▶ **EXERCISE**: When you reach the line in the listing below that contains "filename src/inference/streaming.rs", begin returning lines exactly as written, and stop after the line that contains "from one read.". Return no other lines.
══════════
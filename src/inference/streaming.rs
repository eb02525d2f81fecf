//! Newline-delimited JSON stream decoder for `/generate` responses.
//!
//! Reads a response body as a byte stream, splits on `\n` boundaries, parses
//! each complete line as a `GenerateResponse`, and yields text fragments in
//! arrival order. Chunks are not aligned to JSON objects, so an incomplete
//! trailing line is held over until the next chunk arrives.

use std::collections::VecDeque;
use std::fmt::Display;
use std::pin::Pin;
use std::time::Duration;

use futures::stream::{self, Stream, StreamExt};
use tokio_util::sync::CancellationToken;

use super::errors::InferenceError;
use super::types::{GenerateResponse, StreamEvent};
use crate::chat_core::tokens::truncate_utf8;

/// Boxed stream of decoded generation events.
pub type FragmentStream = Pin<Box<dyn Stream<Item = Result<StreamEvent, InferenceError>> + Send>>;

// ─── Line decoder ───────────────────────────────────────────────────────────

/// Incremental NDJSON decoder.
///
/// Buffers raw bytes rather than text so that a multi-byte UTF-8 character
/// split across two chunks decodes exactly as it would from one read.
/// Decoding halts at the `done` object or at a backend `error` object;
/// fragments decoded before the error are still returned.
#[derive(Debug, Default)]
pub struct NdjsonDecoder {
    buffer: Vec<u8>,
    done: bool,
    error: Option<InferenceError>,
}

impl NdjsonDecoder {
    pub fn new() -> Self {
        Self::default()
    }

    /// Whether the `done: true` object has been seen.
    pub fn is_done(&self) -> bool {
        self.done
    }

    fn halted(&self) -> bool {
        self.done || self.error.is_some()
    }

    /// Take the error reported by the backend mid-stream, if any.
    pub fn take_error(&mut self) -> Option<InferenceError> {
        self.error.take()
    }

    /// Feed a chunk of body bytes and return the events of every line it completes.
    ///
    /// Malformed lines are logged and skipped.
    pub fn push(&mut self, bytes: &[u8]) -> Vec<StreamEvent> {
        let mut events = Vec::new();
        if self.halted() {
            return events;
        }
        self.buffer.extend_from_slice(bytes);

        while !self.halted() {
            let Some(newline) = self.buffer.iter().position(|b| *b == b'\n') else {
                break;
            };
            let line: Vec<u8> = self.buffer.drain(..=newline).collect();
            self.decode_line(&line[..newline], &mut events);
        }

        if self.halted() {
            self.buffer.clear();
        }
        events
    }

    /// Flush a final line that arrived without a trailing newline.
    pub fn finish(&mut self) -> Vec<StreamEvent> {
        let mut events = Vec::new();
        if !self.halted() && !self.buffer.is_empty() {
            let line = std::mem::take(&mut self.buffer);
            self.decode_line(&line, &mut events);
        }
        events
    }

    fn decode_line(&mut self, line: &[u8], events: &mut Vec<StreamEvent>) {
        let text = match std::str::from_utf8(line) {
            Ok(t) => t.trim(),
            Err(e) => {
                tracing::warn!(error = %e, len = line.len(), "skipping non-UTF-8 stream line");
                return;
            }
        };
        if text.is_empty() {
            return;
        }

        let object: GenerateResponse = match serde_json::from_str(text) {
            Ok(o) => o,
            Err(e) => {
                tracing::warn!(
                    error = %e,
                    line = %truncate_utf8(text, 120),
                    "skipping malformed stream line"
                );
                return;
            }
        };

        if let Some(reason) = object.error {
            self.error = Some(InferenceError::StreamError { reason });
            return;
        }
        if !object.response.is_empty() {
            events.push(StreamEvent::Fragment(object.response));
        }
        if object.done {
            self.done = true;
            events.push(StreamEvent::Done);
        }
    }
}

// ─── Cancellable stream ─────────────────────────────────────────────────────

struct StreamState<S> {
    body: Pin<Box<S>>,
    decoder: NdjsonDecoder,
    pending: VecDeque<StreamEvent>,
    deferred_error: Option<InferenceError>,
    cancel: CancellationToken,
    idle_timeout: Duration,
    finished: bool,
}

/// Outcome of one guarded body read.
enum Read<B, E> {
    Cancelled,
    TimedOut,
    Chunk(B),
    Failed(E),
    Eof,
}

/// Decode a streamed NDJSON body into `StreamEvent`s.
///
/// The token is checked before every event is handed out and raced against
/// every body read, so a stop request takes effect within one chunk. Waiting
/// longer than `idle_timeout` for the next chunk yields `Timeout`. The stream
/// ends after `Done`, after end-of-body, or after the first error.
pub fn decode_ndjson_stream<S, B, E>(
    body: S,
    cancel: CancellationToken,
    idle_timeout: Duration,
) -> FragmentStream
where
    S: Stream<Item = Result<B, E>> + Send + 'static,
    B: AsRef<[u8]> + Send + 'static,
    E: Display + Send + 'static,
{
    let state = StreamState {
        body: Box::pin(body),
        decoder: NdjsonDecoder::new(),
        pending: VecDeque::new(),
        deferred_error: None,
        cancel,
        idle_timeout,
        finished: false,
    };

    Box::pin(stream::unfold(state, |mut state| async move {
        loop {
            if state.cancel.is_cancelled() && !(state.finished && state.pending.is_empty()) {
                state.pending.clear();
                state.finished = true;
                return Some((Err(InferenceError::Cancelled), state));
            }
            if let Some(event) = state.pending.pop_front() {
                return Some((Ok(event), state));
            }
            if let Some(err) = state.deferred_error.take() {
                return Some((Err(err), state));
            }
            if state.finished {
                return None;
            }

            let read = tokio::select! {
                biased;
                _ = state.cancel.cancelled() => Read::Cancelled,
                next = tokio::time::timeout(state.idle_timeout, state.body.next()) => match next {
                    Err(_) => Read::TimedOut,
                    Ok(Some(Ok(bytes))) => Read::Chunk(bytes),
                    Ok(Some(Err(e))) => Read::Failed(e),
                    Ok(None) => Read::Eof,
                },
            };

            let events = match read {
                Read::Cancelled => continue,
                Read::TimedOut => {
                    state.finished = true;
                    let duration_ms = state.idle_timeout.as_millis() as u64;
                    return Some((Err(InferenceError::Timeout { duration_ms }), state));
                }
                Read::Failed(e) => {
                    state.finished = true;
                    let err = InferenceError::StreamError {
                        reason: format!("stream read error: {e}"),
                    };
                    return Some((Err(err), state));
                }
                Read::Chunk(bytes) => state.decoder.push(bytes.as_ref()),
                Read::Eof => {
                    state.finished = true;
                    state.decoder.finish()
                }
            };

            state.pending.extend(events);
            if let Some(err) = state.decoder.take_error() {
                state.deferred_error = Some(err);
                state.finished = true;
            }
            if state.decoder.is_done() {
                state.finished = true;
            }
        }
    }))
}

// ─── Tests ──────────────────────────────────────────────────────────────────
══════════
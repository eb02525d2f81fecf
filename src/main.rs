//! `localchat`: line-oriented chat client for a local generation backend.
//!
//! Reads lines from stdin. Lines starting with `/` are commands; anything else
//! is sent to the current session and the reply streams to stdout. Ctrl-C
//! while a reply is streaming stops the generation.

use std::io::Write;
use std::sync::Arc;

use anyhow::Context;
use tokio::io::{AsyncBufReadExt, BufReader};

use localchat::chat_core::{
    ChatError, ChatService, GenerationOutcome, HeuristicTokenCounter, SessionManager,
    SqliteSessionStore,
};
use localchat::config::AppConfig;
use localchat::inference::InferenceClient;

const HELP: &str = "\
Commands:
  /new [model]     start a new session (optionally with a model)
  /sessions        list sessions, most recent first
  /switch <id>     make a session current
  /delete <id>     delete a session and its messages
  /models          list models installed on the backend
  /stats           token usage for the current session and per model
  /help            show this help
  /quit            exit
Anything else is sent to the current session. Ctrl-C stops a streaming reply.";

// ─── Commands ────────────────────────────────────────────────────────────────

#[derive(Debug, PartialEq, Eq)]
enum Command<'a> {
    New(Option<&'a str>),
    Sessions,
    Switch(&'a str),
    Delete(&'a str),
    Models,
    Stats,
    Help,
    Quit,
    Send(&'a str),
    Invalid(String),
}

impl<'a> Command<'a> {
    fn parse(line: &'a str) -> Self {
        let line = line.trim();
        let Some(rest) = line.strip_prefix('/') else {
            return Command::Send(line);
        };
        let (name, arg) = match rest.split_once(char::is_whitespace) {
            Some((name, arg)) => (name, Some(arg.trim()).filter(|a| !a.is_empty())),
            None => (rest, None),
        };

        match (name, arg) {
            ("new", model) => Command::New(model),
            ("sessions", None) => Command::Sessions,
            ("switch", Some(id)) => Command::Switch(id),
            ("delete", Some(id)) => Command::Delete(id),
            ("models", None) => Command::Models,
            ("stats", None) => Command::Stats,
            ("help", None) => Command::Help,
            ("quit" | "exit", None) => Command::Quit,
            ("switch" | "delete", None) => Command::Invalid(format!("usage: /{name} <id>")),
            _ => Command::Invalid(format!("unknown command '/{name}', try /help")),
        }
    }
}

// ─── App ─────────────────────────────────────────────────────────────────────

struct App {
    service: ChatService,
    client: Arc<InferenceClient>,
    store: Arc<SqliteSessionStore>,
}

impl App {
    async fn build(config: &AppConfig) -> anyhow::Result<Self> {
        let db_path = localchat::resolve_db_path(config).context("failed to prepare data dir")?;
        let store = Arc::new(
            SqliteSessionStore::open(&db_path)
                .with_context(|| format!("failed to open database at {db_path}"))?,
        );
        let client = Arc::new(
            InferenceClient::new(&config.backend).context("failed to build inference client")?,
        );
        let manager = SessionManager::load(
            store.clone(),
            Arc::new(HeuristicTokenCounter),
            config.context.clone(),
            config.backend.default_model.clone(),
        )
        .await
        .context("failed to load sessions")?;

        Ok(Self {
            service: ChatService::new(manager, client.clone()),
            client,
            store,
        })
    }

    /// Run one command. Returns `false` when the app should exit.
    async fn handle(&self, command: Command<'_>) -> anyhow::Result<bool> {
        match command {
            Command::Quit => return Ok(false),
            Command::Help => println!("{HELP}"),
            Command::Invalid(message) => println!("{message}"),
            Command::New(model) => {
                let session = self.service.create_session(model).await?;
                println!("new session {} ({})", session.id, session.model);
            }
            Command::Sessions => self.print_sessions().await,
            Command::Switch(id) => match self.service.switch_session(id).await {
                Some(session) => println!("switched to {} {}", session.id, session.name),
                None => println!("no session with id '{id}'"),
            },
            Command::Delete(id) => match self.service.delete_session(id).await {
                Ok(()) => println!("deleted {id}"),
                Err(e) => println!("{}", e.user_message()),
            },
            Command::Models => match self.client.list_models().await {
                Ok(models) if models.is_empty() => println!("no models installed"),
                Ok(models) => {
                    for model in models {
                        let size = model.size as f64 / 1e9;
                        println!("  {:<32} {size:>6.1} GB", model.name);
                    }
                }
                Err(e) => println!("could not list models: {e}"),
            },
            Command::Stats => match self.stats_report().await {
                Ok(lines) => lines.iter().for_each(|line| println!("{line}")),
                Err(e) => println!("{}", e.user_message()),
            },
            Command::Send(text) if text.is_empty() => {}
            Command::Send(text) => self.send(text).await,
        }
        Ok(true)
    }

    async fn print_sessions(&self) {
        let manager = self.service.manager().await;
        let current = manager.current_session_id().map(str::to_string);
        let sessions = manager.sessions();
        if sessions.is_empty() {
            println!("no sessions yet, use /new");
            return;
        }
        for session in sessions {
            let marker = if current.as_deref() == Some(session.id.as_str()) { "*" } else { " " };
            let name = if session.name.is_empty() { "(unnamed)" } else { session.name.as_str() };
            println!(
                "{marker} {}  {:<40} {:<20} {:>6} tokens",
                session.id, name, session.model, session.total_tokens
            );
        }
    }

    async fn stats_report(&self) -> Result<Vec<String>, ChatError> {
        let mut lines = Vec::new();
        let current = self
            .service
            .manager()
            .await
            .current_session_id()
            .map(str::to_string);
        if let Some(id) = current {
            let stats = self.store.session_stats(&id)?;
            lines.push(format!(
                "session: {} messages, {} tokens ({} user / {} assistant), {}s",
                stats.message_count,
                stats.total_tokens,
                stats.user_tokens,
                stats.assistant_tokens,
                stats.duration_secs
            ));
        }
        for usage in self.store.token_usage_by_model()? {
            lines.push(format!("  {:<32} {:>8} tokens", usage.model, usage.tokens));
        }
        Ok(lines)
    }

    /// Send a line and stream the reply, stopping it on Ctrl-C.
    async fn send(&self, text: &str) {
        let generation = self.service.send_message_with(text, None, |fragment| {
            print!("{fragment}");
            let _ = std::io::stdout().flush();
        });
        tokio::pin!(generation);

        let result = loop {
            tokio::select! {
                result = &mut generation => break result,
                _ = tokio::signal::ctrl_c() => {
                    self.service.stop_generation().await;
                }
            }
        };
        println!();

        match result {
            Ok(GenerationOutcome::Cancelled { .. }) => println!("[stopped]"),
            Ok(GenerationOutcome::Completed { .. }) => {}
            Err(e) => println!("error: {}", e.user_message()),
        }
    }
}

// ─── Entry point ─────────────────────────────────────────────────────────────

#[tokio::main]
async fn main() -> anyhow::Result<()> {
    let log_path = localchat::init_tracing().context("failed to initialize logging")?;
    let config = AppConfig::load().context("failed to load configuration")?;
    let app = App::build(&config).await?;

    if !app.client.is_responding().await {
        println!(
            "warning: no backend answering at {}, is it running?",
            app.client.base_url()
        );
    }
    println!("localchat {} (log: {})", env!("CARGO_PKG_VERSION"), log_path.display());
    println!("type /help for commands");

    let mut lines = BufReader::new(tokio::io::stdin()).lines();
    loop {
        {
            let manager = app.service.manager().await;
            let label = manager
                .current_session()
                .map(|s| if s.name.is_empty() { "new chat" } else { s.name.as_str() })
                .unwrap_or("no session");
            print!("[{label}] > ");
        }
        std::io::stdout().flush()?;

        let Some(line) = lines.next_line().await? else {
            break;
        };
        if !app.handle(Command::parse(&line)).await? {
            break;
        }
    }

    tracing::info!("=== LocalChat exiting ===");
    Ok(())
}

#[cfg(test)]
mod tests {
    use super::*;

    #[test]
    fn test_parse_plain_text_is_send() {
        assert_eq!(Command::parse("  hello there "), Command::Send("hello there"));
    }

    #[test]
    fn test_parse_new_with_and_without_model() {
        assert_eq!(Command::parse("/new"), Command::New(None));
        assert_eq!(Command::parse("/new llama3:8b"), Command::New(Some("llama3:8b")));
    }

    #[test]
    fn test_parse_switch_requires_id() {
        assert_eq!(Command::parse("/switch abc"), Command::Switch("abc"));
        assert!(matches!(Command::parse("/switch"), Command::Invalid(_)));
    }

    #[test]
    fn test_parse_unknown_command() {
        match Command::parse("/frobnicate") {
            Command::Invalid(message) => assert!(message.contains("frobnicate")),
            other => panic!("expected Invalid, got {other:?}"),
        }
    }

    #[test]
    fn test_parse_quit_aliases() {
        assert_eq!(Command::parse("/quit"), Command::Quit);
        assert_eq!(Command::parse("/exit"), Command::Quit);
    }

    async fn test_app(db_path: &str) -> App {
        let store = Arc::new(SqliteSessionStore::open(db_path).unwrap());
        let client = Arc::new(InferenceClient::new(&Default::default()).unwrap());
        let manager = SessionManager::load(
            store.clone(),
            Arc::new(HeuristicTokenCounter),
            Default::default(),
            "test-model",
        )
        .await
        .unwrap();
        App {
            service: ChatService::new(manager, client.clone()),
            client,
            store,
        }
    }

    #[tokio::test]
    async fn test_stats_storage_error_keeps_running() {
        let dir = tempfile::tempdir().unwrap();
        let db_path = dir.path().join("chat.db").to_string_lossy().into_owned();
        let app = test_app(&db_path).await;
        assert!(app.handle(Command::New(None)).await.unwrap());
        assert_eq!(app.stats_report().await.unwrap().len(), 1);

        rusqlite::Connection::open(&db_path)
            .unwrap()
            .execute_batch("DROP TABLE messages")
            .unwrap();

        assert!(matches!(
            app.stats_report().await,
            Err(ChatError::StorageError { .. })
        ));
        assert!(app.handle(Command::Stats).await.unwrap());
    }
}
══════════
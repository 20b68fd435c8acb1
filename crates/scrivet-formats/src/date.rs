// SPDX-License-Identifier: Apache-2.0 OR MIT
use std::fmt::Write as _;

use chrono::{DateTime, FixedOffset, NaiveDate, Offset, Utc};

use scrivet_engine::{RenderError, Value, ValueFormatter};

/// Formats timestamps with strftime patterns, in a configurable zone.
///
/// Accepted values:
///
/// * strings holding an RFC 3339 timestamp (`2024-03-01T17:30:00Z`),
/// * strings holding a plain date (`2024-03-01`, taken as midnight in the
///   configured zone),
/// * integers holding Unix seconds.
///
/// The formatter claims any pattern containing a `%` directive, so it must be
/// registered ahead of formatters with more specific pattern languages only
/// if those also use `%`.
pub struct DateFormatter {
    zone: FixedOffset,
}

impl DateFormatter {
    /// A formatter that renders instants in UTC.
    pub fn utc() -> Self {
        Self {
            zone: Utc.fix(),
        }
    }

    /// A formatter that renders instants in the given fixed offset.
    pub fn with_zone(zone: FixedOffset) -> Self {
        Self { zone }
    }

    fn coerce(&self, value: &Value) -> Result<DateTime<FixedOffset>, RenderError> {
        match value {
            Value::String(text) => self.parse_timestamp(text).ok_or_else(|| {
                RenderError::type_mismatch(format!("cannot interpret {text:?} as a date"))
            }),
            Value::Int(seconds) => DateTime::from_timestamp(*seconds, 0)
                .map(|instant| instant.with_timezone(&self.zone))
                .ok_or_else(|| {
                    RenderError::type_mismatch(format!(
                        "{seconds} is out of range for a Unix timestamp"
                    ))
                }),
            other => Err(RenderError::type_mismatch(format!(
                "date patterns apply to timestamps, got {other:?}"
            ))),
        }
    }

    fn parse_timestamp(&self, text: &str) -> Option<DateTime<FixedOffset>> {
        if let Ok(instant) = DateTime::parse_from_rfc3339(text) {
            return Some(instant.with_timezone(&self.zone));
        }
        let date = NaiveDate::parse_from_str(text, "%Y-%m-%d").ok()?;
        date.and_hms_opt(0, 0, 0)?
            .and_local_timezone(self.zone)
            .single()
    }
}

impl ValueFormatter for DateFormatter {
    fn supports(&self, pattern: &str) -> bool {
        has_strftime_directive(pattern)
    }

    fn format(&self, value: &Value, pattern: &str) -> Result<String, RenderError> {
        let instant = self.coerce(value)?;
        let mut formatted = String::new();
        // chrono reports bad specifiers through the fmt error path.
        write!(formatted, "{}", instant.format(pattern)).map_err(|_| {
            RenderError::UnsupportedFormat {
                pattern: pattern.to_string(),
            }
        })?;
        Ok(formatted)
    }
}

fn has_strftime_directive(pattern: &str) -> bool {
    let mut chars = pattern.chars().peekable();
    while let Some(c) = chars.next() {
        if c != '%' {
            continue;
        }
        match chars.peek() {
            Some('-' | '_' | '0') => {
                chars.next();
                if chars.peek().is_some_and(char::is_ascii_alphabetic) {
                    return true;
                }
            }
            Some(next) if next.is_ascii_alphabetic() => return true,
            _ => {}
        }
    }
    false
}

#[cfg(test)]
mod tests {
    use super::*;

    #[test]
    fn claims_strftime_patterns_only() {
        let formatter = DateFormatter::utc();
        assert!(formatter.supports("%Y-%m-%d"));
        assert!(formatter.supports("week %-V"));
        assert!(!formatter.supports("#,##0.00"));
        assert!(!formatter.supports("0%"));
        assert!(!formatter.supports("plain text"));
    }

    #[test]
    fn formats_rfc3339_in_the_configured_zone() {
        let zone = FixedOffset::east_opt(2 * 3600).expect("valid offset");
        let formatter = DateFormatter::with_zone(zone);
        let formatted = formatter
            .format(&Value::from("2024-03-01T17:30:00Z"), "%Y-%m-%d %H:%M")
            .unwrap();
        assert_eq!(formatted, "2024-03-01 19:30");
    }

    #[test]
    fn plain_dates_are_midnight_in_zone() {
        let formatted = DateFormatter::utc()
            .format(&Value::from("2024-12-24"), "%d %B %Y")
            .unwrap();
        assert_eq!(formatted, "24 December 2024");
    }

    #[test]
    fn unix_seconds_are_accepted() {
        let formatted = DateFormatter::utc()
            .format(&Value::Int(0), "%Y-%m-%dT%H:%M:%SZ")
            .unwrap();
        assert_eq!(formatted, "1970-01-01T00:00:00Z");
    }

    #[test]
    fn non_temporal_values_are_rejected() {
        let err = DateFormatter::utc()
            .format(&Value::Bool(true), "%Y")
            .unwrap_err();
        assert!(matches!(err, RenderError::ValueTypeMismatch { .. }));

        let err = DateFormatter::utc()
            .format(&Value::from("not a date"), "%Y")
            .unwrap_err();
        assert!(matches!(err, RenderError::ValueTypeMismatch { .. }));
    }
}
══════════
▶ **WRITTEN ANSWER**:
filename src/inference/streaming.rs
repository eb02525d2f81fecf
//! Newline-delimited JSON stream decoder for `/generate` responses.
//!
//! Reads a response body as a byte stream, splits on `\n` boundaries, parses
//! each complete line as a `GenerateResponse`, and yields text fragments in
//! arrival order. Chunks are not aligned to JSON objects, so an incomplete
//! trailing line is held over until the next chunk arrives.

use std::collections::VecDeque;
use std::fmt::Display;
use std::pin::Pin;
use std::time::Duration;

use futures::stream::{self, Stream, StreamExt};
use tokio_util::sync::CancellationToken;

use super::errors::InferenceError;
use super::types::{GenerateResponse, StreamEvent};
use crate::chat_core::tokens::truncate_utf8;

/// Boxed stream of decoded generation events.
pub type FragmentStream = Pin<Box<dyn Stream<Item = Result<StreamEvent, InferenceError>> + Send>>;

// ─── Line decoder ───────────────────────────────────────────────────────────

/// Incremental NDJSON decoder.
///
/// Buffers raw bytes rather than text so that a multi-byte UTF-8 character
/// split across two chunks decodes exactly as it would from one read.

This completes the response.